- _Your goal_
A single number is required: the count of lines in the entries below that include the word "impl".

Saved data entries
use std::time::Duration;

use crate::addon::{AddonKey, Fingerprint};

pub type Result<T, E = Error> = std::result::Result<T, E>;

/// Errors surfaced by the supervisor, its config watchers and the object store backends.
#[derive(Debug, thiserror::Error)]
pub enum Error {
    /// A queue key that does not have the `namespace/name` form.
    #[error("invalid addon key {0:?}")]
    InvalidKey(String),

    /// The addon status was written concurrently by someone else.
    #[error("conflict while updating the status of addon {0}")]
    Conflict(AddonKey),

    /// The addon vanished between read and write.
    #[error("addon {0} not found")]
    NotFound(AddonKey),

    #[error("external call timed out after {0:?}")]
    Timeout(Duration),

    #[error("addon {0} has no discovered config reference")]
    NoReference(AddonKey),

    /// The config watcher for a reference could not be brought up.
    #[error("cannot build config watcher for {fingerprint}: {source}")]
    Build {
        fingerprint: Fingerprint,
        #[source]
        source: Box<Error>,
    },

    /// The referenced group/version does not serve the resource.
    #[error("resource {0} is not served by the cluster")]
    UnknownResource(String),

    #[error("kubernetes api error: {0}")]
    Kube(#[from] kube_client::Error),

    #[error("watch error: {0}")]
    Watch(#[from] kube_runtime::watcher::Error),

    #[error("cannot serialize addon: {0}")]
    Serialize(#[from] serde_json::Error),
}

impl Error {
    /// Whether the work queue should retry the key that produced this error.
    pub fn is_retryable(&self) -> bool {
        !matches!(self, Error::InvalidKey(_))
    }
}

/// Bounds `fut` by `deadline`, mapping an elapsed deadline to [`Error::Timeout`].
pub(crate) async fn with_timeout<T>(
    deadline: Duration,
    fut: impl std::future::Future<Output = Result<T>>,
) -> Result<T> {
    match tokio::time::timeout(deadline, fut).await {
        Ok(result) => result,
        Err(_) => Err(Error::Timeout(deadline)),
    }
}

- _Your response_
2